◆ **Task instructions**:
Which lines of the records below contain the word "StoreError"? Copy each of them out.

::: Information provided :::

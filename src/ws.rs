//! Per-connection lifecycle: authenticate, admit, register, dispatch,
//! deregister.
//!
//! Each connection runs one task that multiplexes its outbound channel and
//! inbound frames with `tokio::select!`. Nothing touches the presence
//! registry until both authentication and admission have succeeded, so a
//! rejected connection can never leak a registry entry.

use axum::{
    extract::{
        ws::{Message, WebSocket, WebSocketUpgrade},
        Query, State,
    },
    response::IntoResponse,
};
use futures::{sink::SinkExt, stream::SplitSink, stream::StreamExt};
use serde::Deserialize;
use std::sync::Arc;

use crate::presence::{ConnectionHandle, Outbound};
use crate::protocol::{ClientEvent, ServerEvent};
use crate::state::AppState;
use crate::store::StoreError;
use crate::types::IdentityClaim;

#[derive(Debug, Deserialize)]
pub struct WsQuery {
    pub token: Option<String>,
}

/// WebSocket upgrade handler
pub async fn ws_handler(
    ws: WebSocketUpgrade,
    Query(params): Query<WsQuery>,
    State(state): State<Arc<AppState>>,
) -> impl IntoResponse {
    ws.on_upgrade(move |socket| handle_socket(socket, params, state))
}

async fn send_event(
    sender: &mut SplitSink<WebSocket, Message>,
    event: &ServerEvent,
) -> Result<(), axum::Error> {
    let json = serde_json::to_string(event).map_err(axum::Error::new)?;
    sender.send(Message::Text(json.into())).await
}

/// Handle an individual WebSocket connection from handshake to teardown.
async fn handle_socket(socket: WebSocket, params: WsQuery, state: Arc<AppState>) {
    let (mut sender, mut receiver) = socket.split();

    // Authentication failure terminates the transport with no registry
    // interaction.
    let claim = match state.auth.authenticate(params.token.as_deref()) {
        Ok(claim) => claim,
        Err(e) => {
            tracing::warn!("WebSocket rejected: {}", e);
            let _ = send_event(
                &mut sender,
                &ServerEvent::Error {
                    message: e.to_string(),
                },
            )
            .await;
            return;
        }
    };

    // Admission rejections are reported to the client before teardown.
    if let Err(e) = state.coordinator.admit(&claim.room_id).await {
        tracing::info!(room = %claim.room_id, user = %claim.user_id, "Admission rejected: {}", e);
        let _ = send_event(
            &mut sender,
            &ServerEvent::Error {
                message: e.to_string(),
            },
        )
        .await;
        return;
    }

    let (handle, mut rx) = ConnectionHandle::channel();
    if let Some(stale) = state
        .presence
        .register(claim.room_id.clone(), claim.user_id.clone(), handle.clone())
        .await
    {
        // Reconnect supersedes the old session; its task will observe a
        // mismatched handle on deregister and suppress user.left.
        tracing::info!(room = %claim.room_id, user = %claim.user_id, "Replacing superseded connection");
        stale.shutdown();
    }

    // The room can finish closing between admit and register; a late
    // registration must not outlive the eviction sweep.
    match confirm_registration(&state, &claim, &handle).await {
        Ok(true) => {}
        Ok(false) => {
            // Deliver the queued room.closed before dropping the transport
            while let Some(outbound) = rx.recv().await {
                match outbound {
                    Outbound::Event(event) => {
                        if send_event(&mut sender, &event).await.is_err() {
                            break;
                        }
                    }
                    Outbound::Shutdown => break,
                }
            }
            let _ = sender.close().await;
            return;
        }
        Err(e) => {
            tracing::error!(room = %claim.room_id, "Registration check failed: {}", e);
            state
                .presence
                .deregister(&claim.room_id, &claim.user_id, &handle)
                .await;
            let _ = send_event(
                &mut sender,
                &ServerEvent::Error {
                    message: e.to_string(),
                },
            )
            .await;
            return;
        }
    }

    broadcast_joined(&state, &claim).await;
    tracing::debug!(room = %claim.room_id, user = %claim.user_id, conn = handle.conn_id(), "Connection registered");

    loop {
        tokio::select! {
            outbound = rx.recv() => {
                match outbound {
                    Some(Outbound::Event(event)) => {
                        if send_event(&mut sender, &event).await.is_err() {
                            break;
                        }
                    }
                    Some(Outbound::Shutdown) => {
                        // Forced disconnect; queued events were flushed first
                        let _ = sender.close().await;
                        break;
                    }
                    None => break,
                }
            }

            frame = receiver.next() => {
                match frame {
                    Some(Ok(Message::Text(text))) => {
                        match serde_json::from_str::<ClientEvent>(&text) {
                            Ok(event) => {
                                if let Some(reply) = handle_event(&state, &claim, event).await {
                                    handle.push(reply);
                                }
                            }
                            Err(e) => {
                                tracing::debug!(user = %claim.user_id, "Unparseable event: {}", e);
                                handle.push(ServerEvent::Error {
                                    message: format!("invalid event: {}", e),
                                });
                            }
                        }
                    }
                    Some(Ok(Message::Close(_))) => break,
                    Some(Ok(Message::Ping(data))) => {
                        if sender.send(Message::Pong(data)).await.is_err() {
                            break;
                        }
                    }
                    Some(Ok(_)) => {}
                    Some(Err(e)) => {
                        tracing::debug!(user = %claim.user_id, "WebSocket error: {}", e);
                        break;
                    }
                    None => break,
                }
            }
        }
    }

    finish_connection(&state, &claim, &handle).await;
    tracing::debug!(room = %claim.room_id, user = %claim.user_id, "Connection closed");
}

/// Dispatch one inbound event. Local rejections come back as an `error`
/// event for the sender; successful operations broadcast through the
/// registry and return nothing.
pub async fn handle_event(
    state: &AppState,
    claim: &IdentityClaim,
    event: ClientEvent,
) -> Option<ServerEvent> {
    match event {
        ClientEvent::MessageSend { content } => {
            match state.relay.relay(&claim.room_id, &claim.user_id, &content).await {
                Ok(()) => None,
                Err(e) => {
                    tracing::debug!(user = %claim.user_id, "Send rejected: {}", e);
                    Some(ServerEvent::Error {
                        message: e.to_string(),
                    })
                }
            }
        }
        ClientEvent::RoomClose {} => {
            // Rejected locally without involving the coordinator
            if !claim.is_admin {
                return Some(ServerEvent::Error {
                    message: "only the room admin can close the room".to_string(),
                });
            }
            match state
                .coordinator
                .close(&claim.room_id, &claim.user_id, claim.is_admin)
                .await
            {
                Ok(()) => None,
                Err(e) => {
                    tracing::warn!(room = %claim.room_id, "Close failed: {}", e);
                    Some(ServerEvent::Error {
                        message: e.to_string(),
                    })
                }
            }
        }
    }
}

/// Re-check room openness after registering. Admission and registration
/// are not covered by the room's sequencing lock, so a closure can land
/// between them; a registration that lost that race is rolled back here
/// and the connection still learns the room is gone. Returns whether the
/// connection may proceed.
pub async fn confirm_registration(
    state: &AppState,
    claim: &IdentityClaim,
    handle: &ConnectionHandle,
) -> Result<bool, StoreError> {
    if state.coordinator.is_open(&claim.room_id).await? {
        return Ok(true);
    }
    if state
        .presence
        .deregister(&claim.room_id, &claim.user_id, handle)
        .await
    {
        // The eviction sweep ran before this registration landed, so this
        // handle never got the closure notice. Queue it ourselves.
        tracing::info!(room = %claim.room_id, user = %claim.user_id, "Registration raced a closure; rolling back");
        handle.push(ServerEvent::RoomClosed {
            room_id: claim.room_id.clone(),
        });
        handle.shutdown();
    }
    Ok(false)
}

/// Announce a newly registered member to the room's *other* members.
pub async fn broadcast_joined(state: &AppState, claim: &IdentityClaim) {
    for (member_id, handle) in state.presence.members_of(&claim.room_id).await {
        if member_id != claim.user_id {
            handle.push(ServerEvent::UserJoined {
                user_id: claim.user_id.clone(),
            });
        }
    }
}

/// Deregister on any exit path. `user.left` is only broadcast when this
/// connection actually held the registry entry; a superseded handle leaves
/// silently because the user is still present under its replacement.
pub async fn finish_connection(state: &AppState, claim: &IdentityClaim, handle: &ConnectionHandle) {
    let removed = state
        .presence
        .deregister(&claim.room_id, &claim.user_id, handle)
        .await;
    if removed {
        for (_, member) in state.presence.members_of(&claim.room_id).await {
            member.push(ServerEvent::UserLeft {
                user_id: claim.user_id.clone(),
            });
        }
    } else {
        tracing::debug!(room = %claim.room_id, user = %claim.user_id, "Deregister no-op (superseded)");
    }
}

:::

◆ **Answer section**:
use crate::store::StoreError;
) -> Result<bool, StoreError> {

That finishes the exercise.